Kuduz virüsü, kuduz bir hayvanla temas edilmesi halinde bulaşan bir hastalıktır. Kuduz virüsü, bulaştığı andan itibaren sinir sistemini doğrudan etkileyerek beyin ve omuriliklerin zarar görmesine neden olarak ölümcül sonuçlar doğurabilir. Peki kuduz, ilk temastan kaç gün sonra kendini belli ede?
Kuduz, kuduz virüsü taşıyan bir hayvanın ısırmasıyla kolayca bulaşabilen, özellikle çocuklar için oldukça tehlikeli bir hastalıktır. Kuduz virüsü, genellikle ısırıkla bulaşsa da nadiren ısırık dışı temaslarla da bulaşabildiği görülür. Kuduz virüsünün bulaşmasıyla kişilerin ciddi zararlar görmemesi için temastan hemen sonra muhakkak doktora başvurulması önerilir. Başı boş sokak hayvanlarının saldırılarının arttığı bu günlerde, aşılarının yapıldığından emin olunmayan hayvan temasından muhakkak doktora gidilmesi gerekir.
Kuduz virüsü yüksek ateş, baş ağrısı, halsizlik gibi semptomlarla gribe benzer. Bu belirtilerin görülmeye başlamasıyla hemen doktora baş vurulması gerekir. Erken müdahale olmaması halinde neticeleri çok daha tehlikeli olabilir. Dr. Özlem Karagöl, virüsünün bulaşmasının ardından inkübasyon süresinin 31-90 gün arasında değiştiğini söyleyerek olguların %30’unda 30 gün, %54’ünde 31-90 gün, %15’inde 90 günden fazla ve %1’inde bir yıldan uzun olarak bildirildiğine değindi. Kuduzun diğer belirtileri şöyledir:
Halsizlik
Isırılan bölgede geçmeyen acı, yangın ve kanama
Mide bulantısı ve kusma
Yüksek ateş
Şiddetli baş ağrısı
Kuduz şüpheli hayvan ile temasta yara yerine yapılacak ilk yardım uygulaması hayat kurtarıyor. Altınbaş Üniversitesi Öğretim Görevlisi, SHMYO İlk Yardım Bölüm Başkanı Özlem Karagöl, ölüm riskinin çok yüksek olduğu kuduz vakalarında, ilk anda yapılması gerekenleri anlattı. Özlem Karagöl, yaranın en az 15 dakika su ve sabunla yıkanması, deterjan, iyot bileşiği ya da virüs öldürücü etkisi olan bir maddenin yarada kullanılmasını önerdi. Dünya Sağlık Örgütü (DSÖ)’nün de önerdiği bu yöntemin mutlaka uygulanmasını, sabun bulunamaması halinde yaranın bol su ile yıkanması gerektiğini belirtti.
Türkiye’nin hâlâ kuduz yönünden endemik bir bölge kabul edildiğini belirten Özlem Karagöl, ülkemizde yılda yaklaşık 300 bine yakın insanın kuduz tedavisi olduğunu kaydetti. Kuduz riski konusunda Türkiye’nin, Afrika ve Asya ülkeleri ile aynı yüksek risk kategorisinde bulunduğuna dikkat çekti. Dünya Sağlık Örgütünün verilerine göre Türkiye, 2008 yılından beri kırmızı renkle ifade edilen yüksek risk kategorisinde yer alıyor.
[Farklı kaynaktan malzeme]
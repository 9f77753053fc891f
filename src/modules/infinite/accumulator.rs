//! Infinite-scroll accumulation over a [`ResourceController`].
//!
//! The controller replaces its items on every fetch; the accumulator turns
//! that into an append-only, de-duplicated list for scroll-triggered
//! loading. It listens to the controller's event stream:
//!
//! - a requested query with a new filter signature clears everything at
//!   once, even while a fetch for the old filter is still in flight;
//! - a loaded page whose filter signature differs from the current one is
//!   stale and dropped (the check happens at merge time);
//! - page 1 replaces the content, page N > 1 appends ids not seen yet;
//! - a failed fetch for the new filter brings back the rows of the filter
//!   the controller still publishes.

use std::collections::HashSet;
use std::sync::atomic::{AtomicBool, Ordering};
use std::sync::{Arc, Mutex, MutexGuard};

use tokio::sync::mpsc;
use tracing::debug;

use crate::modules::resources::controllers::{ControllerEvent, ResourceController};
use crate::modules::resources::models::{
    page_count, Entity, FilterSignature, QueryPatch, QueryState, FIRST_PAGE,
};

/// Accumulated rows since the last filter change
#[derive(Debug, Clone)]
pub struct AccumulatorState<T> {
    pub accumulated: Vec<T>,
    pub current_page: u32,
    pub filter_signature: FilterSignature,
    pub page_size: u32,
    pub total: u64,
    seen: HashSet<String>,
    /// Content cleared by a filter change whose first page has not landed yet
    previous: Option<Box<AccumulatorState<T>>>,
}

impl<T: Entity> AccumulatorState<T> {
    fn new(filter_signature: FilterSignature, page_size: u32) -> Self {
        Self {
            accumulated: Vec::new(),
            current_page: FIRST_PAGE,
            filter_signature,
            page_size,
            total: 0,
            seen: HashSet::new(),
            previous: None,
        }
    }

    fn clear(&mut self) {
        self.accumulated.clear();
        self.seen.clear();
        self.current_page = FIRST_PAGE;
        self.total = 0;
        self.previous = None;
    }

    /// Start over for `query`, keeping the last loaded content aside
    fn switch_filter(&mut self, query: &QueryState) {
        let fresh = AccumulatorState::new(query.filter_signature(), query.limit);
        let mut old = std::mem::replace(self, fresh);
        self.previous = match old.previous.take() {
            Some(kept) => Some(kept),
            None if !old.accumulated.is_empty() => Some(Box::new(old)),
            None => None,
        };
    }

    /// Go back to what the controller kept after a failed filter change
    fn restore(&mut self, retained: &QueryState, items: Vec<T>, total: u64) {
        let signature = retained.filter_signature();
        match self.previous.take() {
            Some(kept) if kept.filter_signature == signature => *self = *kept,
            _ => {
                let mut rebased = AccumulatorState::new(signature, retained.limit);
                rebased.append(items);
                rebased.current_page = retained.page;
                rebased.total = total;
                *self = rebased;
            }
        }
    }

    fn append(&mut self, items: Vec<T>) -> usize {
        let before = self.accumulated.len();
        for item in items {
            if self.seen.insert(item.id().to_string()) {
                self.accumulated.push(item);
            }
        }
        self.accumulated.len() - before
    }

    fn has_next_page(&self) -> bool {
        self.current_page < page_count(self.total, self.page_size)
    }

    /// Apply one controller event
    fn observe(&mut self, event: ControllerEvent<T>) {
        match event {
            ControllerEvent::QueryRequested(query) => {
                let signature = query.filter_signature();
                if signature != self.filter_signature {
                    debug!(
                        from = %self.filter_signature,
                        to = %signature,
                        dropped = self.accumulated.len(),
                        "Filter changed, resetting infinite scroll"
                    );
                    self.switch_filter(&query);
                }
            }
            ControllerEvent::PageLoaded {
                query,
                items,
                total,
            } => {
                if query.filter_signature() != self.filter_signature {
                    debug!(
                        page = query.page,
                        stale = %query.filter_signature(),
                        "Discarding page loaded for a previous filter"
                    );
                    return;
                }

                if query.page == FIRST_PAGE {
                    self.accumulated.clear();
                    self.seen.clear();
                }
                let received = items.len();
                let added = self.append(items);
                if added < received {
                    debug!(
                        page = query.page,
                        duplicates = received - added,
                        "Skipped rows already accumulated"
                    );
                }

                self.current_page = query.page;
                self.page_size = query.limit;
                self.total = total;
                self.previous = None;
            }
            ControllerEvent::FetchFailed {
                requested,
                retained,
                items,
                total,
            } => {
                let retained_signature = retained.filter_signature();
                if retained_signature == self.filter_signature
                    || requested.filter_signature() != self.filter_signature
                {
                    return;
                }
                debug!(
                    failed = %self.filter_signature,
                    restored = %retained_signature,
                    "Filter change failed, restoring previous rows"
                );
                self.restore(&retained, items, total);
            }
        }
    }
}

pub struct InfiniteAccumulator<T, I> {
    controller: Arc<ResourceController<T, I>>,
    events: Mutex<mpsc::UnboundedReceiver<ControllerEvent<T>>>,
    state: Mutex<AccumulatorState<T>>,
    fetching: AtomicBool,
    enabled: AtomicBool,
}

/// Clears the in-flight flag when the next-page fetch ends or is dropped
struct FetchingFlag<'a>(&'a AtomicBool);

impl Drop for FetchingFlag<'_> {
    fn drop(&mut self) {
        self.0.store(false, Ordering::SeqCst);
    }
}

impl<T, I> InfiniteAccumulator<T, I>
where
    T: Entity,
    I: Send + 'static,
{
    /// Attach to `controller`, picking up whatever page it already shows
    pub fn new(controller: Arc<ResourceController<T, I>>) -> Self {
        let events = controller.subscribe();
        let snapshot = controller.snapshot();
        let query = snapshot.query_params.clone();

        let mut state = AccumulatorState::new(query.filter_signature(), query.limit);
        if !snapshot.items.is_empty() {
            state.observe(ControllerEvent::PageLoaded {
                query,
                items: snapshot.items,
                total: snapshot.total,
            });
        }

        Self {
            controller,
            events: Mutex::new(events),
            state: Mutex::new(state),
            fetching: AtomicBool::new(false),
            enabled: AtomicBool::new(true),
        }
    }

    pub fn controller(&self) -> &Arc<ResourceController<T, I>> {
        &self.controller
    }

    fn lock(&self) -> MutexGuard<'_, AccumulatorState<T>> {
        self.state.lock().unwrap_or_else(|e| e.into_inner())
    }

    /// Drain pending controller events into the accumulated list
    pub fn sync(&self) {
        let mut events = self.events.lock().unwrap_or_else(|e| e.into_inner());
        let mut state = self.lock();
        while let Ok(event) = events.try_recv() {
            state.observe(event);
        }
    }

    /// Feed one event directly, bypassing the subscription
    pub fn observe(&self, event: ControllerEvent<T>) {
        self.lock().observe(event);
    }

    pub fn set_enabled(&self, enabled: bool) {
        self.enabled.store(enabled, Ordering::SeqCst);
    }

    pub fn is_enabled(&self) -> bool {
        self.enabled.load(Ordering::SeqCst)
    }

    pub fn is_fetching(&self) -> bool {
        self.fetching.load(Ordering::SeqCst)
    }

    /// `current_page < ceil(total / page_size)`, computed on every call
    pub fn has_next_page(&self) -> bool {
        self.sync();
        self.lock().has_next_page()
    }

    pub fn accumulated(&self) -> Vec<T> {
        self.sync();
        self.lock().accumulated.clone()
    }

    pub fn len(&self) -> usize {
        self.sync();
        self.lock().accumulated.len()
    }

    pub fn is_empty(&self) -> bool {
        self.len() == 0
    }

    pub fn current_page(&self) -> u32 {
        self.sync();
        self.lock().current_page
    }

    pub fn filter_signature(&self) -> FilterSignature {
        self.sync();
        self.lock().filter_signature.clone()
    }

    pub fn state(&self) -> AccumulatorState<T> {
        self.sync();
        self.lock().clone()
    }

    /// Load the page after the last accumulated one
    ///
    /// No-op while disabled, on the last page, or with a next-page fetch
    /// already outstanding, so it is safe to call on every scroll event.
    pub async fn fetch_next_page(&self) -> bool {
        if !self.is_enabled() || !self.has_next_page() {
            return false;
        }
        if self
            .fetching
            .compare_exchange(false, true, Ordering::SeqCst, Ordering::SeqCst)
            .is_err()
        {
            debug!(resource = %self.controller.name(), "Next page already loading");
            return false;
        }
        let _flag = FetchingFlag(&self.fetching);

        let next = self.lock().current_page + 1;
        debug!(resource = %self.controller.name(), page = next, "Loading next page");
        let loaded = self.controller.fetch(QueryPatch::new().page(next)).await;
        self.sync();
        loaded
    }

    /// Forget everything accumulated without waiting for a filter change
    pub fn reset_infinite_scroll(&self) {
        self.sync();
        let mut state = self.lock();
        debug!(dropped = state.accumulated.len(), "Infinite scroll reset");
        state.clear();
    }

    /// Reset and reload from the first page
    pub async fn refresh(&self) -> bool {
        self.reset_infinite_scroll();
        let loaded = self
            .controller
            .fetch(QueryPatch::new().page(FIRST_PAGE))
            .await;
        self.sync();
        loaded
    }
}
Özlem Karagöl, kuduz nedeniyle ölümün genellikle ilk semptomların görünmesinden iki hafta içinde gerçekleştiğini de belirtti. Kardiyopulmoner bozuklukların, en sık görülen tıbbi komplikasyonlar olduğundan söz etti. “Sinüs taşikardisi çok yaygındır ve kalp hızı, ateşin yüksekliğine göre beklenenden daha fazladır. Aritmi, kalp yetmezliği, hipotansiyon ve kardiyak şok gibi çeşitli kardiyak komplikasyonlar görülebilir.” açıklamalarını yaptı. Kişilik değişiklikleri ve idrak bozukluğu gibi nörolojik bulgular dikkatli bir gözlemle saptanabilir. Anksiyete, depresyon ve huzursuz ruh hali yaygındır. Uykusuzluk ve kabuslar sık sık tarif edilir. Göze ve burna yakın ısırıklarda görme ve koku duyusuna ilişkin halüsinasyonlar ortaya çıkabilir.” bilgilerini de ekledi.